[[ Data provided, beginning ]]
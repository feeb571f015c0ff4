use std::{collections::HashMap, sync::Arc};

use log::warn;
use reqwest::header::HeaderMap;
use serde::Deserialize;
use url::Url;

use crate::{
    data::{
        dividend::{DividendEvent, SplitEvent},
        quote::Quote,
        series::PriceSeries,
    },
    error::{DfError, DfResult},
    utils::net::{HttpResponse, HttpTransport, RetryOptions, join_url, request_with_retry},
};

pub const DEFAULT_API_BASE: &str = "https://query1.finance.yahoo.com";

const QUOTE_PATH: &str = "/v7/finance/quote";
const CHART_PATH: &str = "/v8/finance/chart";

pub struct YahooClient {
    transport: Arc<dyn HttpTransport>,
    api_base: String,
    retry: RetryOptions,
}

#[derive(Debug, Default, Deserialize)]
#[serde(rename_all = "camelCase")]
pub struct QuoteEnvelope {
    pub quote_response: Option<QuoteResponse>,
}

#[derive(Debug, Default, Deserialize)]
pub struct QuoteResponse {
    pub result: Option<Vec<QuoteResult>>,
}

#[derive(Debug, Default, Deserialize)]
#[serde(rename_all = "camelCase")]
pub struct QuoteResult {
    pub regular_market_price: Option<f64>,
    pub regular_market_change: Option<f64>,
    pub regular_market_previous_close: Option<f64>,
    pub currency: Option<String>,
    pub full_exchange_name: Option<String>,
}

#[derive(Debug, Default, Deserialize)]
pub struct ChartEnvelope {
    pub chart: Option<ChartBody>,
}

#[derive(Debug, Default, Deserialize)]
pub struct ChartBody {
    pub result: Option<Vec<ChartResult>>,
}

#[derive(Debug, Default, Deserialize)]
pub struct ChartResult {
    pub timestamp: Option<Vec<Option<i64>>>,
    pub indicators: Option<ChartIndicators>,
    pub events: Option<ChartEvents>,
}

#[derive(Debug, Default, Deserialize)]
pub struct ChartIndicators {
    pub quote: Option<Vec<IndicatorQuote>>,
}

#[derive(Debug, Default, Deserialize)]
pub struct IndicatorQuote {
    pub close: Option<Vec<Option<f64>>>,
}

/// Event maps are keyed by the event's epoch-second timestamp rendered as a string.
#[derive(Debug, Default, Deserialize)]
pub struct ChartEvents {
    pub dividends: Option<HashMap<String, RawDividend>>,
    pub splits: Option<HashMap<String, RawSplit>>,
}

#[derive(Debug, Default, Deserialize)]
pub struct RawDividend {
    pub amount: Option<f64>,
    pub date: Option<i64>,
    pub timestamp: Option<i64>,
}

#[derive(Debug, Default, Deserialize)]
pub struct RawSplit {
    pub numerator: Option<f64>,
    pub denominator: Option<f64>,
    pub date: Option<i64>,
    pub timestamp: Option<i64>,
}

impl YahooClient {
    pub fn new(transport: Arc<dyn HttpTransport>, api_base: &str, retry: RetryOptions) -> Self {
        Self {
            transport,
            api_base: api_base.to_string(),
            retry,
        }
    }

    pub fn quote_url(&self, symbol: &str) -> DfResult<Url> {
        let mut url = join_url(&self.api_base, QUOTE_PATH)?;
        url.query_pairs_mut().append_pair("symbols", symbol);

        Ok(url)
    }

    pub fn chart_url(&self, symbol: &str, params: &[(&str, &str)]) -> DfResult<Url> {
        let mut url = join_url(&self.api_base, CHART_PATH)?;
        url.path_segments_mut()
            .map_err(|_| url::ParseError::RelativeUrlWithCannotBeABaseBase)?
            .push(symbol);
        url.query_pairs_mut().extend_pairs(params);

        Ok(url)
    }

    pub async fn call_api(&self, url: &Url) -> DfResult<HttpResponse> {
        request_with_retry(self.transport.as_ref(), url, &HeaderMap::new(), &self.retry).await
    }

    /// Like `call_api`, but a final response outside 2xx becomes an error.
    pub async fn call_api_ok(&self, url: &Url) -> DfResult<HttpResponse> {
        let response = self.call_api(url).await?;

        if response.is_success() {
            Ok(response)
        } else {
            Err(DfError::http_status(response.status, url.as_str()))
        }
    }
}

impl QuoteEnvelope {
    pub fn into_quote(self, symbol: &str) -> Quote {
        let result = self
            .quote_response
            .and_then(|r| r.result)
            .and_then(|results| results.into_iter().next())
            .unwrap_or_default();

        Quote {
            symbol: symbol.to_string(),
            price: result.regular_market_price,
            price_change: result.regular_market_change,
            previous_close: result.regular_market_previous_close,
            currency: result.currency,
            exchange: result.full_exchange_name,
        }
    }
}

impl ChartEnvelope {
    pub fn into_first_result(self) -> ChartResult {
        self.chart
            .and_then(|c| c.result)
            .and_then(|results| results.into_iter().next())
            .unwrap_or_default()
    }
}

impl ChartResult {
    pub fn price_series(&self) -> PriceSeries {
        let timestamps = self.timestamp.as_deref().unwrap_or_default();
        let closes = self
            .indicators
            .as_ref()
            .and_then(|i| i.quote.as_ref())
            .and_then(|quotes| quotes.first())
            .and_then(|q| q.close.as_deref())
            .unwrap_or_default();

        PriceSeries::from_raw(timestamps, closes)
    }

    pub fn dividend_events(&self) -> Vec<DividendEvent> {
        let Some(dividends) = self.events.as_ref().and_then(|e| e.dividends.as_ref()) else {
            return vec![];
        };

        dividends
            .iter()
            .filter_map(|(key, item)| {
                let Some(secs) = event_secs(item.date, item.timestamp, key) else {
                    warn!("[Dividend] Skip event without a usable date '{key}'");
                    return None;
                };

                Some(DividendEvent {
                    date_ms: secs.checked_mul(1000)?,
                    amount: item.amount.unwrap_or(0.0),
                })
            })
            .collect()
    }

    pub fn split_events(&self) -> Vec<SplitEvent> {
        let Some(splits) = self.events.as_ref().and_then(|e| e.splits.as_ref()) else {
            return vec![];
        };

        splits
            .iter()
            .filter_map(|(key, item)| {
                let Some(secs) = event_secs(item.date, item.timestamp, key) else {
                    warn!("[Split] Skip event without a usable date '{key}'");
                    return None;
                };

                let ratio = item.numerator.unwrap_or(1.0) / item.denominator.unwrap_or(1.0);
                if !ratio.is_finite() || ratio <= 0.0 {
                    warn!("[Split] Skip event '{key}' with unusable ratio {ratio}");
                    return None;
                }

                Some(SplitEvent {
                    date_ms: secs.checked_mul(1000)?,
                    ratio,
                })
            })
            .collect()
    }
}

/// Event date in epoch seconds: the `date` field, else `timestamp`, else the map key.
/// Zero counts as absent.
fn event_secs(date: Option<i64>, timestamp: Option<i64>, key: &str) -> Option<i64> {
    date.filter(|d| *d != 0)
        .or(timestamp.filter(|t| *t != 0))
        .or_else(|| key.trim().parse::<i64>().ok())
}

#[cfg(test)]
mod tests {
    use super::*;
    use crate::utils::net::tests::{ScriptedTransport, Step};

    fn client(transport: Arc<ScriptedTransport>) -> YahooClient {
        YahooClient::new(transport, DEFAULT_API_BASE, RetryOptions::default())
    }

    #[test]
    fn test_urls() {
        let client = client(Arc::new(ScriptedTransport::new(vec![])));

        assert_eq!(
            client.quote_url("SCHD").unwrap().as_str(),
            "https://query1.finance.yahoo.com/v7/finance/quote?symbols=SCHD"
        );
        assert_eq!(
            client
                .chart_url("BRK B", &[("range", "1y"), ("interval", "1d")])
                .unwrap()
                .as_str(),
            "https://query1.finance.yahoo.com/v8/finance/chart/BRK%20B?range=1y&interval=1d"
        );
    }

    #[test]
    fn test_quote_envelope_maps_missing_fields_to_none() {
        let envelope: QuoteEnvelope = serde_json::from_str(
            r#"{"quoteResponse":{"result":[{"regularMarketPrice":27.91,"currency":"USD"}]}}"#,
        )
        .unwrap();
        let quote = envelope.into_quote("SCHD");

        assert_eq!(quote.symbol, "SCHD");
        assert_eq!(quote.price, Some(27.91));
        assert_eq!(quote.currency.as_deref(), Some("USD"));
        assert_eq!(quote.price_change, None);
        assert_eq!(quote.exchange, None);

        let empty: QuoteEnvelope = serde_json::from_str(r#"{"quoteResponse":{"result":[]}}"#).unwrap();
        assert_eq!(empty.into_quote("XYZ"), Quote::empty("XYZ"));
    }

    #[test]
    fn test_chart_result_price_series() {
        let envelope: ChartEnvelope = serde_json::from_str(
            r#"{"chart":{"result":[{"timestamp":[10,20,null],"indicators":{"quote":[{"close":[1.0,null,3.0]}]}}]}}"#,
        )
        .unwrap();
        let series = envelope.into_first_result().price_series();

        assert_eq!(series.timestamps, vec![10]);
        assert_eq!(series.closes, vec![1.0]);

        let missing: ChartEnvelope = serde_json::from_str(r#"{"chart":{"result":null}}"#).unwrap();
        assert!(missing.into_first_result().price_series().is_empty());
    }

    #[test]
    fn test_chart_result_events() {
        let envelope: ChartEnvelope = serde_json::from_str(
            r#"{"chart":{"result":[{"events":{
                "dividends":{"1577836800":{"amount":1.0,"date":1577836800},"1609459200":{"amount":0.5}},
                "splits":{"1590969600":{"numerator":2,"denominator":1,"date":1590969600},"1":{"numerator":1,"denominator":0,"date":1}}
            }}]}}"#,
        )
        .unwrap();
        let result = envelope.into_first_result();

        let mut dividends = result.dividend_events();
        dividends.sort_by_key(|d| d.date_ms);
        assert_eq!(
            dividends,
            vec![
                DividendEvent {
                    date_ms: 1_577_836_800_000,
                    amount: 1.0
                },
                DividendEvent {
                    date_ms: 1_609_459_200_000,
                    amount: 0.5
                },
            ]
        );

        assert_eq!(
            result.split_events(),
            vec![SplitEvent {
                date_ms: 1_590_969_600_000,
                ratio: 2.0
            }]
        );
    }

    #[test]
    fn test_event_secs_fallbacks() {
        assert_eq!(event_secs(Some(5), Some(6), "7"), Some(5));
        assert_eq!(event_secs(Some(0), Some(6), "7"), Some(6));
        assert_eq!(event_secs(None, None, "7"), Some(7));
        assert_eq!(event_secs(None, None, "n/a"), None);
    }

    #[tokio::test(start_paused = true)]
    async fn test_call_api_ok_rejects_client_errors() {
        let transport = Arc::new(ScriptedTransport::new(vec![Step::Status(404, "")]));
        let client = client(transport.clone());
        let url = client.quote_url("NOPE").unwrap();

        let result = client.call_api_ok(&url).await;

        assert!(matches!(result, Err(DfError::HttpStatusError { .. })));
        assert_eq!(transport.call_count(), 1);
    }
}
[[ Data provided, end ]]
[Task]:
Extract every line of the records above that contains the word "warn".

[Answer for the task]:
use log::warn;
                    warn!("[Dividend] Skip event without a usable date '{key}'");
                    warn!("[Split] Skip event without a usable date '{key}'");
                    warn!("[Split] Skip event '{key}' with unusable ratio {ratio}");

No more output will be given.